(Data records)
╭──

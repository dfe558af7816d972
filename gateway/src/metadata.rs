//! Client for the model metadata service.
//!
//! Model descriptors are consumed opaquely: the only fields this service
//! cares about are the identifier and the backend URL used to seed the
//! registry. Everything else the metadata service returns is ignored.

use serde::Deserialize;
use thiserror::Error;

#[derive(Debug, Error)]
pub enum MetadataError {
    #[error("model descriptor not found: {0}")]
    NotFound(String),
    #[error("metadata request failed: {0}")]
    RequestFailed(String),
}

/// The subset of a model descriptor the gateway consumes.
#[derive(Debug, Clone, Deserialize)]
pub struct ModelDescriptor {
    pub id: String,
    pub backend_url: String,
    #[serde(default)]
    pub status: Option<String>,
}

/// HTTP client for descriptor lookups.
pub struct MetadataClient {
    base_url: String,
    http_client: reqwest::Client,
}

impl MetadataClient {
    pub fn new(base_url: &str) -> Self {
        Self {
            base_url: base_url.trim_end_matches('/').to_string(),
            http_client: reqwest::Client::new(),
        }
    }

    /// Fetch the descriptor for a (model, version) pair.
    pub async fn descriptor(
        &self,
        model: &str,
        version: &str,
    ) -> Result<ModelDescriptor, MetadataError> {
        let url = format!("{}/v1/models/by-name/{}/{}", self.base_url, model, version);

        let response = self
            .http_client
            .get(&url)
            .send()
            .await
            .map_err(|e| MetadataError::RequestFailed(e.to_string()))?;

        if response.status() == reqwest::StatusCode::NOT_FOUND {
            return Err(MetadataError::NotFound(format!("{}/{}", model, version)));
        }
        if !response.status().is_success() {
            return Err(MetadataError::RequestFailed(format!(
                "metadata service returned status {}",
                response.status().as_u16()
            )));
        }

        response
            .json()
            .await
            .map_err(|e| MetadataError::RequestFailed(e.to_string()))
    }
}
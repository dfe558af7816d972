//! Request logging and correlation-id middleware.

use axum::extract::Request;
use axum::http::{HeaderName, HeaderValue};
use axum::middleware::Next;
use axum::response::Response;
use std::time::Instant;

pub const TRACE_ID_HEADER: HeaderName = HeaderName::from_static("x-trace-id");
pub const REQUEST_ID_HEADER: HeaderName = HeaderName::from_static("x-request-id");

/// Correlation id assigned to the current request, available to handlers as
/// a request extension.
#[derive(Debug, Clone)]
pub struct RequestId(pub String);

/// Middleware that assigns a correlation id to every request.
///
/// The id is generated server-side, propagated through the router to the
/// backend, and always returned in `X-Trace-ID`. A client-supplied
/// `X-Request-ID` is echoed back unchanged.
pub async fn correlation(mut request: Request, next: Next) -> Response {
    let id = modelmesh_common::request_id();
    let client_request_id = request.headers().get(&REQUEST_ID_HEADER).cloned();

    request.extensions_mut().insert(RequestId(id.clone()));

    let mut response = next.run(request).await;

    if let Ok(value) = HeaderValue::from_str(&id) {
        response.headers_mut().insert(TRACE_ID_HEADER, value);
    }
    if let Some(value) = client_request_id {
        response.headers_mut().insert(REQUEST_ID_HEADER, value);
    }

    response
}

/// Middleware that logs HTTP requests at INFO level.
pub async fn request_logger(request: Request, next: Next) -> Response {
    let start = Instant::now();
    let method = request.method().clone();
    let uri = request.uri().clone();
    let path = uri.path().to_string();

    let response = next.run(request).await;

    let status = response.status();
    let duration = start.elapsed();

    tracing::info!(
        method = %method,
        path = %path,
        status = %status.as_u16(),
        duration_ms = %duration.as_millis(),
        "HTTP request"
    );

    response
}
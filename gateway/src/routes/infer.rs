//! Synchronous inference endpoint.

use std::sync::Arc;
use std::time::Instant;

use axum::extract::State;
use axum::http::{HeaderMap, StatusCode};
use axum::response::{IntoResponse, Response};
use axum::routing::post;
use axum::{Extension, Json, Router};
use serde_json::Value;

use modelmesh_common::{InferRequest, InferResponse};

use crate::error::ApiError;
use crate::logging::RequestId;
use crate::routes::apply_rate_limit_headers;
use crate::AppState;

/// POST /v1/infer - synchronous inference through the router.
async fn infer(
    State(state): State<Arc<AppState>>,
    Extension(RequestId(request_id)): Extension<RequestId>,
    headers: HeaderMap,
    Json(body): Json<Value>,
) -> Response {
    let start = Instant::now();

    let principal = match state.verifier.authenticate(&headers) {
        Ok(p) => p,
        Err(e) => return ApiError::from(e).into_response(),
    };

    let decision = state.limiter.check(&principal.id);
    let mut response = if !decision.allowed {
        state.metrics.throttled_requests.inc();
        ApiError::Throttled.into_response()
    } else {
        match run_inference(&state, &request_id, body, start).await {
            Ok(body) => (StatusCode::OK, Json(body)).into_response(),
            Err(e) => e.into_response(),
        }
    };

    apply_rate_limit_headers(response.headers_mut(), &decision);
    response
}

async fn run_inference(
    state: &AppState,
    request_id: &str,
    body: Value,
    start: Instant,
) -> Result<InferResponse, ApiError> {
    let request: InferRequest = serde_json::from_value(body)
        .map_err(|e| ApiError::InvalidRequest(e.to_string()))?;

    let version = request
        .version
        .unwrap_or_else(|| state.config.routing.default_version.clone());

    tracing::info!(
        request_id,
        model = %request.model,
        version = %version,
        "processing inference request"
    );

    let outcome = state
        .router
        .route(request_id, &request.model, &version, &request.input)
        .await;

    match outcome {
        Ok(routed) => {
            let latency_ms = start.elapsed().as_millis() as u64;
            state.metrics.record_inference(
                &request.model,
                &version,
                "realtime",
                "ok",
                start.elapsed().as_secs_f64(),
            );
            tracing::info!(request_id, latency_ms, "inference completed");

            Ok(InferResponse {
                request_id: request_id.to_string(),
                model: request.model,
                version,
                prediction: routed.prediction,
                latency_ms,
            })
        }
        Err(e) => {
            let api_error = ApiError::from(e);
            state.metrics.record_inference(
                &request.model,
                &version,
                "realtime",
                api_error.metric_label(),
                start.elapsed().as_secs_f64(),
            );
            Err(api_error)
        }
    }
}

pub fn router(state: Arc<AppState>) -> Router {
    Router::new()
        .route("/v1/infer", post(infer))
        .with_state(state)
}
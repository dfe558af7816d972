//! Identifier generation for requests and jobs.
//!
//! Both correlation ids and job ids are random 128-bit identifiers rendered
//! as canonical lowercase hyphenated hex. They are generated server-side at
//! admission and threaded through every component that touches the request.

use uuid::Uuid;

/// Generate a correlation id for a single request.
pub fn request_id() -> String {
    Uuid::new_v4().to_string()
}

/// Generate a batch job id.
pub fn job_id() -> String {
    Uuid::new_v4().to_string()
}

#[cfg(test)]
mod tests {
    use super::*;

    #[test]
    fn test_request_id_is_canonical_uuid() {
        let id = request_id();
        assert_eq!(id.len(), 36);
        assert_eq!(id.matches('-').count(), 4);
        assert_eq!(id, id.to_lowercase());
    }

    #[test]
    fn test_ids_are_unique() {
        let a = job_id();
        let b = job_id();
        assert_ne!(a, b);
    }
}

╰──

Only the lines above from the line containing "use thiserror::Error;" through the line containing "the gateway consumes." should be retyped, exactly and with both ends included.

| Result of this exercise |
use thiserror::Error;

#[derive(Debug, Error)]
pub enum MetadataError {
    #[error("model descriptor not found: {0}")]
    NotFound(String),
    #[error("metadata request failed: {0}")]
    RequestFailed(String),
}

/// The subset of a model descriptor the gateway consumes.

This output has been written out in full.